If the commissioners find a way to collectively live out the core values with one another, I am confident it will accelerate and deepen the impact of the EoC initiative.

5 thoughts on ““Powering Change at the Speed of Trust” #thegiantsequoias

  1. Jon, you make me want to learn more about EoC concepts, thank you. One thing strikes me: in the community you are trying to build, you mention that a few business owners have out sized influence. It occurs to me that is a frequent occurrence, because they are viewed as being more valuable than others because of the financial value we place on their activities. Can you set conditions for the governing group (and the group at large) that expose traditional assumptions like this that might be holding the group back? Are they bringing assumptions from traditional American society into their group, instead of the other way around? Do they (and you) explicitly wrestle with those tensions and how they play out or is that off limits for group discussion?


    1. Hi Sharon. To clarify, actually, the influence of the business owners on the steering body of the movement is welcome. [I’ve seen the phenomena you mention in many churches and other non-profits]. I only wish there were a higher percent of business owners in the Focolare/EoC in No America! (Around 30 are listed on the official website). Your question about assumptions is very helpful. As a newcomer to the EoC, I do see the movement differently from the commissioners who have grown up in it. I think the charism of the Focolare is so strong that it would be foreign to most who’ve created small businesses with non-Focolare backgrounds. What I am trying to do is find those who are attracted to and hungry for such a communion of businesses. Part of our work in the EoC is building bridges with the “traditional” business world to EoC core values, as I have attempted through tools like the assessment that accompanies this month’s call on “Beauty and Harmony in the Workplace” (see the #5 Key to Business Success” assessment in the right column of https://jonhokama.net/events-courses/ ). Looking forward to talking with you on that walk this week!


  2. Jon,

    I’ve long known the name Focolare, but I had no idea that the Economy of Communion was their initiative or that they were involved in so many things. I love their charism and how they are trying express it in the the world of business. I can see why you are attracted to working with them. Your list of problems that business owners face is pretty good. The one that really spoke to me was that missing life giving community. It’s hard not to feel alone in a business or alone in an industry where folks don’t share your values.

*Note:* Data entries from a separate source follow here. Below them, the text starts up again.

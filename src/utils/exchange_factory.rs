use crate::core::config::ExchangeConfig;
use crate::core::errors::ExchangeError;
use crate::core::traits::ExchangeConnector;
use crate::exchanges::{bitso, bybit};
use std::str::FromStr;

/// Supported exchange types
#[derive(Debug, Clone, Copy, PartialEq, Eq, Hash)]
pub enum ExchangeType {
    Bybit,
    Bitso,
}

impl ExchangeType {
    pub const fn id(&self) -> &'static str {
        match self {
            Self::Bybit => "bybit",
            Self::Bitso => "bitso",
        }
    }

    /// Prefix for `{PREFIX}_API_KEY` style environment variables
    pub const fn env_prefix(&self) -> &'static str {
        match self {
            Self::Bybit => "BYBIT",
            Self::Bitso => "BITSO",
        }
    }

    pub fn default_symbols(&self) -> Vec<String> {
        match self {
            Self::Bybit => vec!["BTC/USDT".to_string(), "ETH/USDT".to_string()],
            Self::Bitso => vec!["BTC/MXN".to_string(), "ETH/MXN".to_string()],
        }
    }
}

impl std::fmt::Display for ExchangeType {
    fn fmt(&self, f: &mut std::fmt::Formatter<'_>) -> std::fmt::Result {
        match self {
            Self::Bybit => write!(f, "Bybit"),
            Self::Bitso => write!(f, "Bitso"),
        }
    }
}

impl FromStr for ExchangeType {
    type Err = ExchangeError;

    fn from_str(s: &str) -> Result<Self, Self::Err> {
        match s.to_ascii_lowercase().as_str() {
            "bybit" => Ok(Self::Bybit),
            "bitso" => Ok(Self::Bitso),
            other => Err(ExchangeError::NotSupported(format!("unknown exchange '{}'", other))),
        }
    }
}

/// Factory for creating exchange connectors
pub struct ExchangeFactory;

impl ExchangeFactory {
    /// Create a connector for the given exchange type.
    ///
    /// Without a config a read-only one is used, so only public market data works.
    pub fn create_connector(
        exchange_type: ExchangeType,
        config: Option<ExchangeConfig>,
        testnet: bool,
    ) -> Result<Box<dyn ExchangeConnector>, ExchangeError> {
        let config = config.unwrap_or_else(|| ExchangeConfig::read_only().testnet(testnet));
        match exchange_type {
            ExchangeType::Bybit => Ok(Box::new(bybit::build_connector(&config)?)),
            ExchangeType::Bitso => Ok(Box::new(bitso::build_connector(&config)?)),
        }
    }

    /// Connector configured from `{PREFIX}_*` environment variables
    pub fn create_from_env(
        exchange_type: ExchangeType,
    ) -> Result<Box<dyn ExchangeConnector>, ExchangeError> {
        let config = ExchangeConfig::from_env(exchange_type.env_prefix())?;
        Self::create_connector(exchange_type, Some(config), false)
    }

    pub fn get_available_exchanges() -> Vec<ExchangeType> {
        vec![ExchangeType::Bybit, ExchangeType::Bitso]
    }
}
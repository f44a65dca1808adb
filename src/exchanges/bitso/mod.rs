pub mod builder;
pub mod conversions;
pub mod types;

pub use builder::{build_connector, build_connector_with_transport, build_dispatcher, BitsoExchange};
pub use conversions::BitsoBinding;
impl Signer for RequestSigner {
    fn sign(
        &self,
        request: &RequestSpec,
        nonces: &dyn NonceProvider,
    ) -> Result<SignedRequest, ExchangeError> {
        let nonce = match request.section {
            ApiSection::Public => 0,
            ApiSection::Private => nonces.next_nonce(),
        };
        self.sign_with_nonce(request, nonce)
    }
}

/// Keyed digest of `message`, encoded as requested
pub fn hmac(
    algorithm: Algorithm,
    encoding: DigestEncoding,
    secret: &[u8],
    message: &[u8],
) -> Result<String, ExchangeError> {
    macro_rules! digest {
        ($hash:ty) => {{
            let mut mac = Hmac::<$hash>::new_from_slice(secret)
                .map_err(|e| ExchangeError::AuthError(format!("Invalid secret key: {}", e)))?;
            mac.update(message);
            mac.finalize().into_bytes().to_vec()
        }};
    }

    let bytes = match algorithm {
        Algorithm::Sha256 => digest!(Sha256),
        Algorithm::Sha384 => digest!(Sha384),
        Algorithm::Sha512 => digest!(Sha512),
    };

    Ok(match encoding {
        DigestEncoding::Hex => hex::encode(bytes),
        DigestEncoding::Base64 => general_purpose::STANDARD.encode(bytes),
    })
}

/// `application/x-www-form-urlencoded` rendering, parameter order preserved
pub fn urlencode(params: &Params) -> String {
    url::form_urlencoded::Serializer::new(String::new())
        .extend_pairs(params.iter())
        .finish()
}

/// Substitute `{name}` placeholders in a path template.
///
/// Values are percent-encoded as a single path segment. Consumed parameters
/// are removed from `params`; a placeholder with no matching parameter is an
/// [`ExchangeError::InvalidParameters`].
pub fn implode_path(template: &str, params: &mut Params) -> Result<String, ExchangeError> {
    let mut path = String::with_capacity(template.len());
    let mut rest = template;

    while let Some(start) = rest.find('{') {
        path.push_str(&rest[..start]);
        let after = &rest[start + 1..];
        let end = after.find('}').ok_or_else(|| {
            ExchangeError::InvalidParameters(format!("unterminated placeholder in '{}'", template))
        })?;
        let name = &after[..end];
        let value = params.remove(name).ok_or_else(|| {
            ExchangeError::InvalidParameters(format!("missing path parameter '{}'", name))
        })?;
        path.push_str(&encode_segment(&value));
        rest = &after[end + 1..];
    }
    path.push_str(rest);

    Ok(path)
}

fn encode_segment(value: &str) -> String {
    // form encoding turns spaces into '+', paths need %20
    url::form_urlencoded::byte_serialize(value.as_bytes())
        .collect::<String>()
        .replace('+', "%20")
}

fn compose_url(base_url: &str, path: &str, query: &str) -> String {
    let mut url = String::with_capacity(base_url.len() + path.len() + query.len() + 1);
    url.push_str(base_url.trim_end_matches('/'));
    if !path.is_empty() && !path.starts_with('/') {
        url.push('/');
    }
    url.push_str(path);
    if !query.is_empty() {
        url.push('?');
        url.push_str(query);
    }
    url
}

    In terms of the issues your facing as you try to organize the commission further develop the group in NA. Wow, there’s a lot of moving parts. A couple of open questions come to mind: This seems like more than a business group, is that true? If so, what do you see they can coalesce around? Because there is the common bond of Focolare, I’m assuming there is a kernal in there where the diverse groups can come and get their needs met?

    This is good stuff, I’m excited learn more.


  3. Nick–I’ve found the isolation of owners to be a consistent theme when I ran business advisory groups of folks from different industries and world-views. Owners need a safe place to form trusting community where they can say, “I don’t know…” I am trying to figure out how best to do that within the EoC (mixed group, similar world view). So you’re accurate that we have an implicit and sharpening Chiara charism (see the repository at https://jonhokama.net/events-courses/ ). Thanks for your reflections, Nick.


  4. Jon. This is great. I understand much more clearly what you are trying to do, what your positional power is and what your challenges are. Here are some questions I have:
    – In what ways is the EoC movement related to the broader social impact/social enterprise movement?
    – What are the boundaries or not around membership? It seems to me like this is for entrepreneurs/businesses who identify as catholic. Is that right? Or is it for anyone, but guided by these principles that emerged from a catholic spirituality? If the latter, what would make non-catholic entrepreneurs/businesses feel inspired to/comfortable joining? If the former, what are the strengths and limitations of a culturally-specific movement in the broader context?